[How to complete this task]
Go through the material and copy each line in which the word "ArtifactFetcher" shows up.

[Input data]
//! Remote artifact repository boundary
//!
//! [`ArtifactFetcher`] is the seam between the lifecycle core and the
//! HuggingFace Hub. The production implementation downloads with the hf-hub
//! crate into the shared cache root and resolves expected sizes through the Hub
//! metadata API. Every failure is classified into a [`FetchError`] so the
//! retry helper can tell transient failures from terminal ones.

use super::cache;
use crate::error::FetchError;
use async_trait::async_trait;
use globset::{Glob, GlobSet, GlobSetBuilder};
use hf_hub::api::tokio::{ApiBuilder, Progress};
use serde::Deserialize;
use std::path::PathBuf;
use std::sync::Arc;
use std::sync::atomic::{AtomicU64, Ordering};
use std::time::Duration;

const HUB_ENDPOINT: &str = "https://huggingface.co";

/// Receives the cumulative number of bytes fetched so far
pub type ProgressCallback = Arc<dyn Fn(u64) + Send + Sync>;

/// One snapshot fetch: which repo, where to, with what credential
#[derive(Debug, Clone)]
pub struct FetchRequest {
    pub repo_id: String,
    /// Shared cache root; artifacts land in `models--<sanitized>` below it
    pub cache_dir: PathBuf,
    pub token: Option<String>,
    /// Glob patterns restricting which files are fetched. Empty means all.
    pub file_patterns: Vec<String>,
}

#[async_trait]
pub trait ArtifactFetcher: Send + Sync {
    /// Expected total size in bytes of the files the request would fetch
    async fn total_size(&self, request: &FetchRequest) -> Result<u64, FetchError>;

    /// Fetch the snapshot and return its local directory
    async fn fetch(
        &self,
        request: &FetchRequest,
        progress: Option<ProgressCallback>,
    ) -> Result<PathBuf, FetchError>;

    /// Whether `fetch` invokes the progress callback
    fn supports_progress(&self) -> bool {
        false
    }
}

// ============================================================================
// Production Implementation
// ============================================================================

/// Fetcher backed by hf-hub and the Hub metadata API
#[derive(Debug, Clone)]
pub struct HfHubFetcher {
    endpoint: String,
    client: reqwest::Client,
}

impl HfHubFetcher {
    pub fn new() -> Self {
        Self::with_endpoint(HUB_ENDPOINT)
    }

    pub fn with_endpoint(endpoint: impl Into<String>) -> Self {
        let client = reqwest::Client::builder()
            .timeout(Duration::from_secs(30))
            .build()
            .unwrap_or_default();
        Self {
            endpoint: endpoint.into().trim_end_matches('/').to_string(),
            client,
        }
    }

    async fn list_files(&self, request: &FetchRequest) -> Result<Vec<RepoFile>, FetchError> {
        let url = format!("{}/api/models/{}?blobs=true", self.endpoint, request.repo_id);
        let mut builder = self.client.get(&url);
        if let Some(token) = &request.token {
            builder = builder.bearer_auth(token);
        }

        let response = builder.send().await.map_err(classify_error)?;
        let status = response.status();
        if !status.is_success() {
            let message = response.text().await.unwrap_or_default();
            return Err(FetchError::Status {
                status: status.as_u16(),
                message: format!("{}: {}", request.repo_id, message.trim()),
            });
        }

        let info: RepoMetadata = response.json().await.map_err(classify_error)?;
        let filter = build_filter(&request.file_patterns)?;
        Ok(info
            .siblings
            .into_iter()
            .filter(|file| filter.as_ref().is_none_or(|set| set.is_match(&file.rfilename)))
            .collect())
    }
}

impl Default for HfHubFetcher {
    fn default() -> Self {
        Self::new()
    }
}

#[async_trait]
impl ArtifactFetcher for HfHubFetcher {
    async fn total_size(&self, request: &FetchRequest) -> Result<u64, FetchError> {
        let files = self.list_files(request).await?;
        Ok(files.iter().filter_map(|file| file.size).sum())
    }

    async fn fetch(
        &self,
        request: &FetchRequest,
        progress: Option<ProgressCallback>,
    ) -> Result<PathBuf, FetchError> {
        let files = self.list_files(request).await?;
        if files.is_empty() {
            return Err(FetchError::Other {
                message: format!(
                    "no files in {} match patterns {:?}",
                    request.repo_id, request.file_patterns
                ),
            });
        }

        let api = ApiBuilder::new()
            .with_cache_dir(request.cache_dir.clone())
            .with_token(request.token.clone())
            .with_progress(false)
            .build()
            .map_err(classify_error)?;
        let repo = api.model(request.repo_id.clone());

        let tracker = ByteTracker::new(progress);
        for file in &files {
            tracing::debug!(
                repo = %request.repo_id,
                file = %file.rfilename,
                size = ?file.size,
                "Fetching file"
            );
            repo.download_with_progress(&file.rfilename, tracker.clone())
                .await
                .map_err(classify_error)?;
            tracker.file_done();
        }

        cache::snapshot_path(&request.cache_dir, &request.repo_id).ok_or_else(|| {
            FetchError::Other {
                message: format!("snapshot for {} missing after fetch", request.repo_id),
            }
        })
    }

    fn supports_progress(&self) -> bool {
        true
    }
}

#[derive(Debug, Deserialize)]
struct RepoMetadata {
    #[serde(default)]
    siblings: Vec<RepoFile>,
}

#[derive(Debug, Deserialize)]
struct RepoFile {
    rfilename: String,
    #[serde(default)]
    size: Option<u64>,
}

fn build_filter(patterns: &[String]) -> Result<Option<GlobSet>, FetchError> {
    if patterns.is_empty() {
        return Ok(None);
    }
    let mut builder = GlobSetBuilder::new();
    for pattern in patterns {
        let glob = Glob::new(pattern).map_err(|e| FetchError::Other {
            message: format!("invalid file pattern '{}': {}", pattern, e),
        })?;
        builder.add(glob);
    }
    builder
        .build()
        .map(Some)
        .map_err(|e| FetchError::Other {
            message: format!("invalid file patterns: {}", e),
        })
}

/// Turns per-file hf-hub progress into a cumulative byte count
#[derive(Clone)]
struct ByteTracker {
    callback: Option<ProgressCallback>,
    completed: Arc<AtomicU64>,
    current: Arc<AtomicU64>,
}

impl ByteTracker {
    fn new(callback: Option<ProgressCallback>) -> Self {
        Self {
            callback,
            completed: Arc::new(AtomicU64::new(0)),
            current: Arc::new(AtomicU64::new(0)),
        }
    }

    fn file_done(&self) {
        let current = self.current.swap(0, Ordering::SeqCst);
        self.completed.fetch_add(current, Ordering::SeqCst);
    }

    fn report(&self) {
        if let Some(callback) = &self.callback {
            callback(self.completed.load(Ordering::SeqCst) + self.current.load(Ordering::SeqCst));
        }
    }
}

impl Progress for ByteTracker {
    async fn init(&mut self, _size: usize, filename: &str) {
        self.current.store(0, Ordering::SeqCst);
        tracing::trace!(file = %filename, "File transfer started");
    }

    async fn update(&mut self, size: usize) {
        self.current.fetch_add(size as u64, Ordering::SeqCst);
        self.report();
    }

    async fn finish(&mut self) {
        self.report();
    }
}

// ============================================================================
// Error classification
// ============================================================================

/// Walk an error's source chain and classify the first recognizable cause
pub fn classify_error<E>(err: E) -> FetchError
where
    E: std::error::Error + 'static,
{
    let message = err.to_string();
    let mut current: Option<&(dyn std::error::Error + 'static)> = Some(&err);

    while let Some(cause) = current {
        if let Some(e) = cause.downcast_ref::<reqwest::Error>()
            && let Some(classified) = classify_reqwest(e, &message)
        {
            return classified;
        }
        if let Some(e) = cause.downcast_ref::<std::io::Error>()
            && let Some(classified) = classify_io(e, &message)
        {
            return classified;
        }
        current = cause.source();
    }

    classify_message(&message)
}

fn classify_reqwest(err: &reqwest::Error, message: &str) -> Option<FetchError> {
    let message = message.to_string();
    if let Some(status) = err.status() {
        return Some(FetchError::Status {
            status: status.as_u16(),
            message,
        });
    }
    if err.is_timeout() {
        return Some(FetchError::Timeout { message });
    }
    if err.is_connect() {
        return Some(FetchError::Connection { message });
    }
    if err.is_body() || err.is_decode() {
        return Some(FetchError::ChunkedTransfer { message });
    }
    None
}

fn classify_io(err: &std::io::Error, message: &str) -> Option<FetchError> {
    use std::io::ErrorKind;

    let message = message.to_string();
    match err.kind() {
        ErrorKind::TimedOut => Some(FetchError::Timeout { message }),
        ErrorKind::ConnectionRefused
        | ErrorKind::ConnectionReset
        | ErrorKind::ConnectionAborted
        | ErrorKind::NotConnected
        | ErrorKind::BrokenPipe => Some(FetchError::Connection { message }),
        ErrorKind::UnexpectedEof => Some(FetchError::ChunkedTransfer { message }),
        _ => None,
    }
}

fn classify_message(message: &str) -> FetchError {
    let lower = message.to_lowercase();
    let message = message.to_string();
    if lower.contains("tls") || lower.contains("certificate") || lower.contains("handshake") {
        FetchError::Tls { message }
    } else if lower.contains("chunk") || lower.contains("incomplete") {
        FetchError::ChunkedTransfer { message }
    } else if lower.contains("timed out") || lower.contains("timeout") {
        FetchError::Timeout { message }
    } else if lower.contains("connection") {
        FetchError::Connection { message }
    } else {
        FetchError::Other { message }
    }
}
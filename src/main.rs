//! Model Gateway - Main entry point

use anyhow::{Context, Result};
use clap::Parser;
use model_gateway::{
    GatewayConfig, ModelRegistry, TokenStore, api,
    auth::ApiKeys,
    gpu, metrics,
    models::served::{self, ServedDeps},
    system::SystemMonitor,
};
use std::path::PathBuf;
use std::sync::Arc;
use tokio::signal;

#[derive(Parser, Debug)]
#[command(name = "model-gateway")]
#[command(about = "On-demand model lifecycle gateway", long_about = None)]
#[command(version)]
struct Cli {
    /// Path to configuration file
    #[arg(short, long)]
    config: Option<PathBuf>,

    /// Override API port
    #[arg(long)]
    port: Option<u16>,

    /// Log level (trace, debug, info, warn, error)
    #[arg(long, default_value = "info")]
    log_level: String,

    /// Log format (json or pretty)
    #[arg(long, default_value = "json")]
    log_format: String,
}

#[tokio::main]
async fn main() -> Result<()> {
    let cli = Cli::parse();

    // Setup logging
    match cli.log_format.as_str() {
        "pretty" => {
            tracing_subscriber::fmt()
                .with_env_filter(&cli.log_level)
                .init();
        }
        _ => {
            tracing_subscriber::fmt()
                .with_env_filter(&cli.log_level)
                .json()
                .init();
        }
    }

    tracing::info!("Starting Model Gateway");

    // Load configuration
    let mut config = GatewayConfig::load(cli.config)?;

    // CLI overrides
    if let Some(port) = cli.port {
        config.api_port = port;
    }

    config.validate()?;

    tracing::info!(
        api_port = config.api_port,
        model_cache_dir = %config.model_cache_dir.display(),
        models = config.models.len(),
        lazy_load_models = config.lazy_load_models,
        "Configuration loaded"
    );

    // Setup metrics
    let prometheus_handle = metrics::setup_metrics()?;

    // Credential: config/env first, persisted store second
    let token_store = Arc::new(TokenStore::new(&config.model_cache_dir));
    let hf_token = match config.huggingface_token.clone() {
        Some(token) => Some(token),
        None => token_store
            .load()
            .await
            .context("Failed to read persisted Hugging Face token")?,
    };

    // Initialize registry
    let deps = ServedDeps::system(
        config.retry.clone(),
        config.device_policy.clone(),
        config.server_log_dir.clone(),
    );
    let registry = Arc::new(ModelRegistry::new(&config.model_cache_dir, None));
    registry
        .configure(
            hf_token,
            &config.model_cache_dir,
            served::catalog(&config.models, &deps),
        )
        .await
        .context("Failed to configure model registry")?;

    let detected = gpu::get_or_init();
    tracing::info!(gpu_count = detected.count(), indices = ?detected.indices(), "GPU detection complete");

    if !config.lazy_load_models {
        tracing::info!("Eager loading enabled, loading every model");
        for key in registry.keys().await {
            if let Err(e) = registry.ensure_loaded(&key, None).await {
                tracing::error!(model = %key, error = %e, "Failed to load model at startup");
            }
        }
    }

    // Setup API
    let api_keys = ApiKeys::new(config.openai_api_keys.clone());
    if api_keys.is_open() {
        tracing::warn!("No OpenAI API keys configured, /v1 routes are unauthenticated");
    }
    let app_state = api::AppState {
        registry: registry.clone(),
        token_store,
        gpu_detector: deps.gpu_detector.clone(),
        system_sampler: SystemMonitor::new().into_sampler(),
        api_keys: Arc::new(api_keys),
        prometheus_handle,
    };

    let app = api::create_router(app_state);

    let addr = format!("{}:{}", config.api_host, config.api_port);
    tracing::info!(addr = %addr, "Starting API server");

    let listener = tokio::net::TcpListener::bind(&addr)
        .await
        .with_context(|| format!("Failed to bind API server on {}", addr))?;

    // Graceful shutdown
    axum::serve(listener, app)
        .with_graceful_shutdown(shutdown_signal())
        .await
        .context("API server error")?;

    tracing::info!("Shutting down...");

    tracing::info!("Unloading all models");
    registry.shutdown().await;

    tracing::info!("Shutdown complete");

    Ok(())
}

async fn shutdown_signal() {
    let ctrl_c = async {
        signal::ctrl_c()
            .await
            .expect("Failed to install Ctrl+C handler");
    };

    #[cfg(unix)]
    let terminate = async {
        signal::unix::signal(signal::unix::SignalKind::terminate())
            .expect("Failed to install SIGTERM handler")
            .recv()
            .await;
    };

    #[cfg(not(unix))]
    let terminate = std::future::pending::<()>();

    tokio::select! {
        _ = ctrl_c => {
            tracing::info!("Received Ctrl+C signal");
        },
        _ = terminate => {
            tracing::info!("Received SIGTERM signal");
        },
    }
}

[Solution to this task]
//! [`ArtifactFetcher`] is the seam between the lifecycle core and the
pub trait ArtifactFetcher: Send + Sync {
impl ArtifactFetcher for HfHubFetcher {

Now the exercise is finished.